El plan de bienvenida, presentado por el Ayuntamiento de Madrid, contempla la instalación de 100.000 plantas con los colores vaticanos, amarillo y blanco, además de cartelería institucional y balconeras que se distribuirán entre la ciudadanía. El objetivo es que la capital luzca una imagen unificada durante los días de la visita.
La oferta cultural se verá reforzada con la apertura de varios museos hasta las 2.00 horas durante la noche del 6 de junio, coincidiendo con la vigilia.

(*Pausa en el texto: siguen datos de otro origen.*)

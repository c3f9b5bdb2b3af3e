use storygen_cli::{cli, run, DEFAULT_LOG_FILTER};
use tracing_subscriber::EnvFilter;

fn init_tracing(verbose: bool) {
    let filter = if verbose {
        EnvFilter::new("storygen=debug")
    } else {
        EnvFilter::try_from_default_env().unwrap_or_else(|_| EnvFilter::new(DEFAULT_LOG_FILTER))
    };

    tracing_subscriber::fmt()
        .with_env_filter(filter)
        .with_writer(std::io::stderr)
        .with_target(false)
        .init();
}

fn main() {
    let matches = cli().get_matches();
    init_tracing(matches.get_flag("verbose"));

    let stdout = std::io::stdout();
    let mut out = stdout.lock();
    if let Err(err) = run(&matches, &mut out) {
        eprintln!("error: {err:#}");
        std::process::exit(1);
    }
}
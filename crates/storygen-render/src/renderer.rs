//! Renderer trait

use storygen_model::Story;

/// Turns a parsed story into one generated artifact
///
/// Rendering trusts its input: it never re-validates the story and never
/// fails, even for hand-built stories with empty fields.
pub trait StoryRenderer {
    /// File extension of the rendered artifact, without the dot
    const EXTENSION: &'static str;

    /// Render the artifact text
    fn render(&self, story: &Story) -> String;
}
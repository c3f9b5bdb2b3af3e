//! Story and value statement types

use crate::criterion::AcceptanceCriterion;
use crate::requirement::Requirement;
use crate::topology::ServiceTopology;
use serde::{Deserialize, Serialize};
use std::fmt;

/// The "As a <persona>, I want <goal>, so that <benefit>" triple
#[derive(Debug, Clone, PartialEq, Eq, Hash, Serialize, Deserialize)]
pub struct ValueStatement {
    persona: String,
    goal: String,
    benefit: String,
}

impl ValueStatement {
    /// Create value statement from its three parts
    #[inline]
    #[must_use]
    pub fn new(
        persona: impl Into<String>,
        goal: impl Into<String>,
        benefit: impl Into<String>,
    ) -> Self {
        Self {
            persona: persona.into(),
            goal: goal.into(),
            benefit: benefit.into(),
        }
    }

    /// Who wants the change
    #[inline]
    #[must_use]
    pub fn persona(&self) -> &str {
        &self.persona
    }

    /// What they want
    #[inline]
    #[must_use]
    pub fn goal(&self) -> &str {
        &self.goal
    }

    /// Why they want it
    #[inline]
    #[must_use]
    pub fn benefit(&self) -> &str {
        &self.benefit
    }
}

impl fmt::Display for ValueStatement {
    fn fmt(&self, f: &mut fmt::Formatter<'_>) -> fmt::Result {
        write!(
            f,
            "As a {}, I want {}, so that {}",
            self.persona, self.goal, self.benefit
        )
    }
}

/// A fully parsed user story
///
/// Built in one step from its parts. Requirements and criteria are only
/// handed out by shared reference, so nothing changes after construction.
#[derive(Debug, Clone, PartialEq, Eq, Serialize, Deserialize)]
pub struct Story {
    value_statement: ValueStatement,
    requirements: Vec<Requirement>,
    acceptance_criteria: Vec<AcceptanceCriterion>,
}

impl Story {
    /// Assemble a story
    #[inline]
    #[must_use]
    pub fn new(
        value_statement: ValueStatement,
        requirements: Vec<Requirement>,
        acceptance_criteria: Vec<AcceptanceCriterion>,
    ) -> Self {
        Self {
            value_statement,
            requirements,
            acceptance_criteria,
        }
    }

    /// Get value statement
    #[inline]
    #[must_use]
    pub fn value_statement(&self) -> &ValueStatement {
        &self.value_statement
    }

    /// Get requirements in source order
    #[inline]
    #[must_use]
    pub fn requirements(&self) -> &[Requirement] {
        &self.requirements
    }

    /// Get acceptance criteria in source order
    #[inline]
    #[must_use]
    pub fn acceptance_criteria(&self) -> &[AcceptanceCriterion] {
        &self.acceptance_criteria
    }

    /// Reduce the requirements into a service topology
    ///
    /// Recomputed on every call.
    #[inline]
    #[must_use]
    pub fn topology(&self) -> ServiceTopology {
        ServiceTopology::from_requirements(&self.requirements)
    }
}

impl fmt::Display for Story {
    fn fmt(&self, f: &mut fmt::Formatter<'_>) -> fmt::Result {
        write!(
            f,
            "Story{{valueStatement={}, requirements={}, acceptanceCriteria={}}}",
            self.value_statement,
            self.requirements.len(),
            self.acceptance_criteria.len()
        )
    }
}

#[cfg(test)]
mod tests {
    use super::*;

    #[test]
    fn value_statement_display() {
        let vs = ValueStatement::new("user", "something", "benefit.");
        assert_eq!(vs.to_string(), "As a user, I want something, so that benefit.");
    }

    #[test]
    fn story_accessors() {
        let mut criterion = AcceptanceCriterion::new("works");
        criterion.push_given("a precondition");

        let story = Story::new(
            ValueStatement::new("user", "goal", "benefit"),
            vec![Requirement::new(1, "do something")],
            vec![criterion],
        );

        assert_eq!(story.value_statement().persona(), "user");
        assert_eq!(story.requirements().len(), 1);
        assert_eq!(story.acceptance_criteria()[0].scenario_name(), "works");
    }

    #[test]
    fn story_display_counts() {
        let story = Story::new(ValueStatement::new("a", "b", "c"), Vec::new(), Vec::new());
        let shown = story.to_string();
        assert!(shown.contains("requirements=0"));
        assert!(shown.contains("acceptanceCriteria=0"));
    }

    #[test]
    fn story_serde_roundtrip() {
        let story = Story::new(
            ValueStatement::new("user", "goal", "benefit"),
            vec![Requirement::new(1, r#"call the "payment" service"#)],
            Vec::new(),
        );
        let json = serde_json::to_string(&story).unwrap();
        let back: Story = serde_json::from_str(&json).unwrap();
        assert_eq!(story, back);
    }
}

Asimismo, se instalarán pantallas en puntos estratégicos como el Palacio de la Prensa y los cines de Callao, mientras que una exposición fotográfica en el Paseo de Recoletos estará disponible para el público desde el lunes previo.
El dispositivo visual se extenderá a los quince puentes de la Calle 30, que lucirán pancartas de bienvenida, incluyendo el acceso principal desde la A-2. Por su parte, la flota de autobuses de la EMT Madrid incorporará vinilos conmemorativos y la Plaza de Cibeles se iluminará con los colores del Vaticano durante toda la estancia del Pontífice.
“"El objetivo es que el Pontífice se sienta como en casa estando en la ciudad de Madrid."
Respecto a la gestión económica, el consistorio ha señalado que cada área municipal ha realizado su propia previsión de gasto, asegurando que la inversión está plenamente justificada por el retorno global que supondrá para la capital. Los detalles definitivos sobre seguridad y movilidad se comunicarán oficialmente este jueves.